→ **TASK ITEM**
Find each line of the material below in which the word "distinct" occurs, and return it.

===== GIVEN DATA =====

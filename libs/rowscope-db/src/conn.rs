use sea_orm::DatabaseConnection;

use rowscope_core::PrincipalContext;

/// Chooses the database connection serving one request.
///
/// Configuring a selector is optional. A repository consults it before
/// every query; `None` from [`select`] falls back to the repository's
/// default connection, so an unconfigured or non-committal selector never
/// changes behavior. Typical use is routing tenants to their own database
/// while everyone else shares the default.
///
/// [`select`]: ConnectionSelector::select
pub trait ConnectionSelector: Send + Sync {
    /// Connection for this principal, or `None` for the default.
    fn select(&self, principal: &PrincipalContext) -> Option<&DatabaseConnection>;
}
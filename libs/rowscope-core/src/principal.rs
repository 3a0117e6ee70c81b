use std::collections::HashMap;

use uuid::Uuid;

use crate::grants::GrantSet;

/// `PrincipalContext` holds the authenticated principal's granted privilege
/// values per entity type for the duration of one request.
///
/// Constructed by the authentication collaborator after verifying
/// credentials and immutable from then on, so filtering stays consistent
/// within a request. Serializable so a session cache can hold it.
///
/// The grants map distinguishes two cases on purpose:
/// - no entry for an entity type → no restriction (full access)
/// - an entry with an empty [`GrantSet`] → no matching rows
#[derive(Debug, Clone, serde::Serialize, serde::Deserialize)]
pub struct PrincipalContext {
    principal_id: Uuid,
    account: Option<String>,
    authenticated: bool,
    grants: HashMap<String, GrantSet>,
}

impl PrincipalContext {
    /// Create a new `PrincipalContext` builder for an authenticated principal.
    #[must_use]
    pub fn builder() -> PrincipalContextBuilder {
        PrincipalContextBuilder::default()
    }

    /// Create an unauthenticated context.
    ///
    /// The filter engine plans a deny for every entity type that carries
    /// descriptors when given this context; entity types without descriptors
    /// stay unrestricted.
    #[must_use]
    pub fn anonymous() -> Self {
        Self {
            principal_id: Uuid::nil(),
            account: None,
            authenticated: false,
            grants: HashMap::new(),
        }
    }

    #[must_use]
    pub fn principal_id(&self) -> Uuid {
        self.principal_id
    }

    #[must_use]
    pub fn account(&self) -> Option<&str> {
        self.account.as_deref()
    }

    #[must_use]
    pub fn is_authenticated(&self) -> bool {
        self.authenticated
    }

    /// Granted values for the entity type identified by `key`.
    ///
    /// `None` means no restriction is configured for that type; an empty
    /// set means the principal may see no rows of that type.
    #[must_use]
    pub fn grants_for(&self, key: &str) -> Option<&GrantSet> {
        self.grants.get(key)
    }
}

#[derive(Default)]
pub struct PrincipalContextBuilder {
    principal_id: Option<Uuid>,
    account: Option<String>,
    grants: HashMap<String, GrantSet>,
}

impl PrincipalContextBuilder {
    #[must_use]
    pub fn principal_id(mut self, principal_id: Uuid) -> Self {
        self.principal_id = Some(principal_id);
        self
    }

    #[must_use]
    pub fn account(mut self, account: &str) -> Self {
        self.account = Some(account.to_owned());
        self
    }

    /// Set the full grant set for an entity type, replacing any previous one.
    #[must_use]
    pub fn grant_set(mut self, key: &str, grants: GrantSet) -> Self {
        self.grants.insert(key.to_owned(), grants);
        self
    }

    /// Add a single granted value for an entity type.
    ///
    /// Creates the entry if missing, so `add_grant` alone never yields the
    /// "no restriction" case.
    #[must_use]
    pub fn add_grant(mut self, key: &str, value: impl Into<crate::value::PrivilegeValue>) -> Self {
        self.grants.entry(key.to_owned()).or_default().insert(value);
        self
    }

    #[must_use]
    pub fn build(self) -> PrincipalContext {
        PrincipalContext {
            principal_id: self.principal_id.unwrap_or_default(),
            account: self.account,
            authenticated: true,
            grants: self.grants,
        }
    }
}

#[cfg(test)]
mod tests {
    use super::*;
    use crate::value::PrivilegeValue;

    #[test]
    fn builder_full() {
        let id = Uuid::new_v4();
        let ctx = PrincipalContext::builder()
            .principal_id(id)
            .account("admin")
            .add_grant("city", "Beijing")
            .add_grant("city", "Shanghai")
            .grant_set("school", GrantSet::new())
            .build();

        assert_eq!(ctx.principal_id(), id);
        assert_eq!(ctx.account(), Some("admin"));
        assert!(ctx.is_authenticated());
        assert_eq!(ctx.grants_for("city").map(GrantSet::len), Some(2));
    }

    #[test]
    fn no_entry_differs_from_empty_entry() {
        let ctx = PrincipalContext::builder()
            .grant_set("city", GrantSet::new())
            .build();

        // explicit empty set: present, matches zero rows
        assert!(ctx.grants_for("city").is_some_and(GrantSet::is_empty));
        // no entry at all: no restriction
        assert!(ctx.grants_for("school").is_none());
    }

    #[test]
    fn anonymous_context_is_unauthenticated() {
        let ctx = PrincipalContext::anonymous();
        assert!(!ctx.is_authenticated());
        assert_eq!(ctx.principal_id(), Uuid::nil());
        assert!(ctx.grants_for("city").is_none());
    }

    #[test]
    fn serde_roundtrip() {
        let original = PrincipalContext::builder()
            .principal_id(Uuid::new_v4())
            .account("admin")
            .add_grant("city", "Beijing")
            .build();

        let json = serde_json::to_string(&original).unwrap();
        let back: PrincipalContext = serde_json::from_str(&json).unwrap();

        assert_eq!(back.principal_id(), original.principal_id());
        assert_eq!(back.account(), original.account());
        assert!(back.is_authenticated());
        assert!(
            back.grants_for("city")
                .is_some_and(|g| g.contains(&PrivilegeValue::from("Beijing")))
        );
    }
}
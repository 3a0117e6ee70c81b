use rowscope_core::{
    PrivilegeDescriptor, PrivilegeRegistry, PrivilegeRegistryBuilder, RegistryError,
};

use crate::entities::{city, major, school};

/// Data privileges the system supports.
///
/// Called once during startup configuration; the resulting registry is
/// passed by reference into the request pipeline. Students deliberately
/// stay unregistered so they demonstrate the unrestricted path.
///
/// # Errors
/// Returns [`RegistryError`] on a duplicate registration; fatal at
/// startup, no partial registry is served.
pub fn data_privilege_settings() -> Result<PrivilegeRegistry, RegistryError> {
    Ok(PrivilegeRegistryBuilder::new()
        .register(PrivilegeDescriptor::total(
            "City privilege",
            "name",
            |m: &city::Model| m.name.clone().into(),
        ))?
        .register(PrivilegeDescriptor::total(
            "School privilege",
            "school_name",
            |m: &school::Model| m.school_name.clone().into(),
        ))?
        .register(PrivilegeDescriptor::total(
            "Major privilege",
            "major_name",
            |m: &major::Model| m.major_name.clone().into(),
        ))?
        .build())
}
use std::fmt;
use std::sync::Arc;

use crate::error::{FilterError, SelectorError};
use crate::grants::GrantSet;
use crate::value::PrivilegeValue;

/// Marks a model type as addressable by the privilege machinery.
///
/// `KEY` is the stable identifier used in grants maps and registrations.
/// It is part of the persisted format of a principal's grants, so treat it
/// like a wire name: lowercase, stable across releases.
///
/// # Example
/// ```rust
/// use rowscope_core::Privileged;
///
/// struct City {
///     name: String,
/// }
///
/// impl Privileged for City {
///     const KEY: &'static str = "city";
/// }
/// ```
pub trait Privileged: 'static {
    /// Stable key identifying this entity type.
    const KEY: &'static str;
}

type Selector<M> = Arc<dyn Fn(&M) -> Result<PrivilegeValue, SelectorError> + Send + Sync>;

/// Binds one entity type to a human-readable label and a field-extraction
/// function used to compare rows against a principal's grants.
///
/// The selector must be a pure, total function over well-formed entities.
/// Selector registration is explicit, without reflection; the `field`
/// name is the key the storage layer maps to a concrete column.
pub struct PrivilegeDescriptor<M> {
    label: String,
    field: &'static str,
    selector: Selector<M>,
}

impl<M> PrivilegeDescriptor<M> {
    /// Create a descriptor whose selector may fail per row.
    pub fn new(
        label: &str,
        field: &'static str,
        selector: impl Fn(&M) -> Result<PrivilegeValue, SelectorError> + Send + Sync + 'static,
    ) -> Self {
        Self {
            label: label.to_owned(),
            field,
            selector: Arc::new(selector),
        }
    }

    /// Create a descriptor from an infallible selector.
    ///
    /// This is the common case: a plain member access such as `|m| m.name`.
    pub fn total(
        label: &str,
        field: &'static str,
        selector: impl Fn(&M) -> PrivilegeValue + Send + Sync + 'static,
    ) -> Self {
        Self::new(label, field, move |row| Ok(selector(row)))
    }

    /// Human-readable label for UI and audit display.
    #[must_use]
    pub fn label(&self) -> &str {
        &self.label
    }

    /// Name of the privileged field, mapped to a column by the storage layer.
    #[must_use]
    pub fn field(&self) -> &'static str {
        self.field
    }

    /// Extract the comparison value from a row.
    ///
    /// # Errors
    /// Returns [`SelectorError`] if the selector fails for this row.
    pub fn evaluate(&self, row: &M) -> Result<PrivilegeValue, SelectorError> {
        (self.selector)(row)
    }
}

impl<M: Privileged> PrivilegeDescriptor<M> {
    /// Check whether a row's extracted value is in the grant set.
    ///
    /// # Errors
    /// Returns [`FilterError::Evaluation`] if the selector fails; the row is
    /// never silently treated as allowed or denied.
    pub fn matches(&self, row: &M, grants: &GrantSet) -> Result<bool, FilterError> {
        let value = self.evaluate(row).map_err(|e| FilterError::Evaluation {
            entity: M::KEY,
            label: self.label.clone(),
            reason: e.to_string(),
        })?;
        Ok(grants.contains(&value))
    }
}

impl<M> Clone for PrivilegeDescriptor<M> {
    fn clone(&self) -> Self {
        Self {
            label: self.label.clone(),
            field: self.field,
            selector: Arc::clone(&self.selector),
        }
    }
}

impl<M> fmt::Debug for PrivilegeDescriptor<M> {
    fn fmt(&self, f: &mut fmt::Formatter<'_>) -> fmt::Result {
        f.debug_struct("PrivilegeDescriptor")
            .field("label", &self.label)
            .field("field", &self.field)
            .finish_non_exhaustive()
    }
}
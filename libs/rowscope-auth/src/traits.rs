use async_trait::async_trait;

use rowscope_core::PrincipalContext;

use crate::error::AuthError;

/// Opaque request credentials.
///
/// The secret's format (password hash, token, ticket) is the verifier's
/// business; this crate only routes it.
#[derive(Debug, Clone)]
pub struct Credentials {
    pub account: String,
    pub secret: String,
}

impl Credentials {
    #[must_use]
    pub fn new(account: &str, secret: &str) -> Self {
        Self {
            account: account.to_owned(),
            secret: secret.to_owned(),
        }
    }
}

/// Resolves incoming request credentials to a [`PrincipalContext`].
#[async_trait]
pub trait PrincipalSource: Send + Sync {
    /// Verify the credentials and build the principal's grants.
    ///
    /// # Errors
    /// Returns [`AuthError::InvalidCredentials`] when verification fails and
    /// [`AuthError::PrincipalUnresolved`] when the account is unknown.
    async fn resolve_principal(&self, credentials: &Credentials)
    -> Result<PrincipalContext, AuthError>;
}

/// Reloads a principal's grants from durable storage.
///
/// Invoked when cached principal data is stale or missing. Configuring a
/// store is optional; see [`CachingPrincipalSource::with_store`]. An absent
/// store and a failed lookup are distinct outcomes: the former is
/// [`AuthError::ReloadNotConfigured`], the latter whatever error the store
/// reports.
///
/// [`CachingPrincipalSource::with_store`]: crate::CachingPrincipalSource::with_store
#[async_trait]
pub trait PrincipalStore: Send + Sync {
    /// Rebuild the principal context for `account` from durable storage.
    ///
    /// # Errors
    /// Returns [`AuthError::PrincipalUnresolved`] if the account does not
    /// exist, or [`AuthError::Store`] for storage failures.
    async fn reload_user(&self, account: &str) -> Result<PrincipalContext, AuthError>;
}
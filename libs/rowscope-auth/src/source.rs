use std::sync::Arc;

use async_trait::async_trait;
use dashmap::DashMap;
use tracing::{debug, warn};

use rowscope_core::PrincipalContext;

use crate::error::AuthError;
use crate::traits::{Credentials, PrincipalSource, PrincipalStore};

/// Caching wrapper around a [`PrincipalSource`].
///
/// Successful resolutions are cached per account; later requests read the
/// cached context without re-verifying credentials. When cached data is
/// missing (session expiry, process restart), the optional
/// [`PrincipalStore`] repopulates grants from durable storage.
///
/// Contexts are stored behind `Arc` and handed out as clones; a cached
/// context is immutable, so concurrent requests observe consistent grants.
///
/// The cache holds entries until [`invalidate`] removes them; nothing
/// expires on its own. Callers that need bounded session lifetime must
/// invalidate on logout and grant changes, or wrap this source with their
/// session layer's expiry.
///
/// [`invalidate`]: CachingPrincipalSource::invalidate
pub struct CachingPrincipalSource<S> {
    inner: S,
    cache: DashMap<String, Arc<PrincipalContext>>,
    store: Option<Arc<dyn PrincipalStore>>,
}

impl<S: PrincipalSource> CachingPrincipalSource<S> {
    #[must_use]
    pub fn new(inner: S) -> Self {
        Self {
            inner,
            cache: DashMap::new(),
            store: None,
        }
    }

    /// Configure the reload store consulted on cache misses.
    ///
    /// Without a store, a miss yields [`AuthError::ReloadNotConfigured`];
    /// the two cases are deliberately distinct error values.
    #[must_use]
    pub fn with_store(mut self, store: Arc<dyn PrincipalStore>) -> Self {
        self.store = Some(store);
        self
    }

    /// Fetch the principal for an already-authenticated account.
    ///
    /// Reads the cache first and falls back to the reload store.
    ///
    /// # Errors
    /// Returns [`AuthError::ReloadNotConfigured`] on a miss without a
    /// store, or the store's error if reloading fails.
    pub async fn principal_for(&self, account: &str) -> Result<Arc<PrincipalContext>, AuthError> {
        if let Some(hit) = self.cache.get(account) {
            return Ok(Arc::clone(&hit));
        }

        let Some(store) = &self.store else {
            return Err(AuthError::ReloadNotConfigured {
                account: account.to_owned(),
            });
        };

        debug!(account, "principal cache miss, reloading from store");
        let context = Arc::new(store.reload_user(account).await?);
        self.cache.insert(account.to_owned(), Arc::clone(&context));
        Ok(context)
    }

    /// Fetch the principal for an account, degrading to the anonymous
    /// (deny) context if it cannot be resolved.
    ///
    /// This is the safe default at request boundaries: an unresolved
    /// principal must restrict, never widen, what a request can see.
    pub async fn principal_or_anonymous(&self, account: &str) -> Arc<PrincipalContext> {
        match self.principal_for(account).await {
            Ok(context) => context,
            Err(err) => {
                warn!(account, error = %err, "principal unresolved, treating as unauthenticated");
                Arc::new(PrincipalContext::anonymous())
            }
        }
    }

    /// Drop the cached context for an account (logout, grant change).
    pub fn invalidate(&self, account: &str) {
        self.cache.remove(account);
    }

    #[must_use]
    pub fn cached_accounts(&self) -> usize {
        self.cache.len()
    }
}

#[async_trait]
impl<S: PrincipalSource> PrincipalSource for CachingPrincipalSource<S> {
    async fn resolve_principal(
        &self,
        credentials: &Credentials,
    ) -> Result<PrincipalContext, AuthError> {
        let context = self.inner.resolve_principal(credentials).await?;
        self.cache
            .insert(credentials.account.clone(), Arc::new(context.clone()));
        Ok(context)
    }
}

=====

→ **EXERCISE RESPONSE**
/// store and a failed lookup are distinct outcomes: the former is
    /// the two cases are deliberately distinct error values.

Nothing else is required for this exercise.